La pedofilia è un fenomeno che non può essere misurato direttamente, ma individuando vari indici e reati strettamente connessi con il fenomeno quali:
- reati connessi alla tratta di esseri umani
- reati di sfruttamento della prostituzione infantile
- reati di violenza sessuale su minori
- reati connessi alla fruizione di pedopornografia via internet
- l’aumento di siti pedopornografici
- il turismo sessuale
Il dato comune è che tutti questi indici sono in aumento vertiginoso soprattutto in Europa.
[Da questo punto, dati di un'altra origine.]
//! Form binding bridge.
//!
//! A [`FormControl`] is the capability a form-state manager offers to the
//! selection fields: register a named field with rules, read and write its
//! value, and report its current error. [`FormStore`] is the in-memory
//! implementation used by the campaign form; [`FieldBinding`] wires a single
//! field into any control.

mod binding;
mod control;
mod store;

pub use binding::FieldBinding;
pub use control::FormControl;
pub use store::FormStore;
use dispatch_types::{AudienceList, RecordId};
use indexmap::IndexMap;
use tracing::debug;

use super::picker::{PickerSession, SearchRequest};

/// Records that carry a stable identity.
pub trait Identified {
    fn id(&self) -> RecordId;
}

impl Identified for AudienceList {
    fn id(&self) -> RecordId {
        self.id
    }
}

/// Locally accumulated multi-value selection of records.
///
/// Entries are keyed by identity and keep insertion order. An entry seeded
/// from an identifier whose record is unknown is kept (and submitted) with no
/// record attached, so the identifier list and the displayed records are two
/// projections of the same map and cannot drift apart.
#[derive(Debug, Clone)]
pub struct ListAccumulator<R> {
    entries: IndexMap<RecordId, Option<R>>,
    picker: Option<PickerSession<R>>,
    sessions_opened: u64,
}

impl<R> Default for ListAccumulator<R> {
    fn default() -> Self {
        Self {
            entries: IndexMap::new(),
            picker: None,
            sessions_opened: 0,
        }
    }
}

impl<R: Identified> ListAccumulator<R> {
    /// Seed from the parent form's initial identifiers, attaching any known records.
    ///
    /// Seeding happens only here; nothing re-seeds a live accumulator. A
    /// repeated identifier collapses onto its first position.
    pub fn seeded(initial: &[RecordId], known: impl IntoIterator<Item = R>) -> Self {
        let mut known: IndexMap<RecordId, R> = known.into_iter().map(|record| (record.id(), record)).collect();
        let mut entries = IndexMap::with_capacity(initial.len());
        for id in initial {
            entries.entry(*id).or_insert_with(|| known.shift_remove(id));
        }
        if entries.len() < initial.len() {
            debug!(supplied = initial.len(), kept = entries.len(), "collapsed repeated list identifiers");
        }
        Self {
            entries,
            ..Self::default()
        }
    }

    /// Merge a confirmed pick by identity, close the dialog, and return the identifiers.
    ///
    /// A new identity is appended; an existing one is replaced in place.
    pub fn commit_pick(&mut self, record: R) -> Vec<RecordId> {
        let id = record.id();
        let replaced = self.entries.insert(id, Some(record)).is_some();
        debug!(%id, replaced, total = self.entries.len(), "list pick committed");
        self.picker = None;
        self.identifiers()
    }

    /// Remove one entry and return the identifiers.
    pub fn remove(&mut self, id: RecordId) -> Vec<RecordId> {
        self.entries.shift_remove(&id);
        self.identifiers()
    }

    pub fn identifiers(&self) -> Vec<RecordId> {
        self.entries.keys().copied().collect()
    }

    /// Records available for display, in selection order.
    pub fn records(&self) -> Vec<&R> {
        self.entries.values().flatten().collect()
    }

    pub fn contains(&self, id: RecordId) -> bool {
        self.entries.contains_key(&id)
    }

    pub fn len(&self) -> usize {
        self.entries.len()
    }

    pub fn is_empty(&self) -> bool {
        self.entries.is_empty()
    }

    /// Open the pick dialog and return the initial (empty-query) search.
    pub fn open_picker(&mut self, page_size: usize) -> SearchRequest {
        self.sessions_opened += 1;
        let mut picker = PickerSession::new(self.sessions_opened, page_size);
        let request = picker.refresh();
        self.picker = Some(picker);
        request
    }

    /// Close the dialog; in-flight searches for it are discarded on arrival.
    pub fn close_picker(&mut self) {
        self.picker = None;
    }

    pub fn is_picker_open(&self) -> bool {
        self.picker.is_some()
    }

    pub fn picker(&self) -> Option<&PickerSession<R>> {
        self.picker.as_ref()
    }

    pub fn picker_mut(&mut self) -> Option<&mut PickerSession<R>> {
        self.picker.as_mut()
    }

    /// Route search results to the open dialog. Returns `false` when the
    /// dialog has closed or the response is stale.
    pub fn apply_search(&mut self, request: &SearchRequest, outcome: anyhow::Result<dispatch_types::Page<R>>) -> bool {
        match self.picker.as_mut() {
            Some(picker) => picker.apply_results(request, outcome),
            None => {
                debug!(session = request.session, "search finished after picker closed");
                false
            }
        }
    }
}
Per dare un’idea sull’entità del fenomeno di abusi su minori possiamo prendere come esempio i dati di una ricerca a cura di Pellai e collaboratori (2004) che mostra i risultati di uno studio epidemiologico retrospettivo realizzato durante l’anno scolastico 2001-2002 nelle ultime classi di alcuni licei di Milano. I risultati indicano che il 20,4% delle ragazze e il 8,8% dei ragazzi intervistati aveva subito un abuso sessuale nell’infanzia o nell’adolescenza. Le persone denunciate all’autorità giudiziaria per i reati disciplinati dalla legge n.66/96, nella maggior parte dei casi, conoscono le vittime: 90,8% vs 9,2% nel 2003, 82,7% vs 17,3% nel 2004 e 77,7 vs 22,3% nel 2005; l’ambito a cui appartengono tali persone è soprattutto quello familiare (genitori, nonni, cugini, fratelli), seguito da quello scolastico (insegnanti, dipendenti) e da quello sociale (medico curante, sacerdote, baby sitter).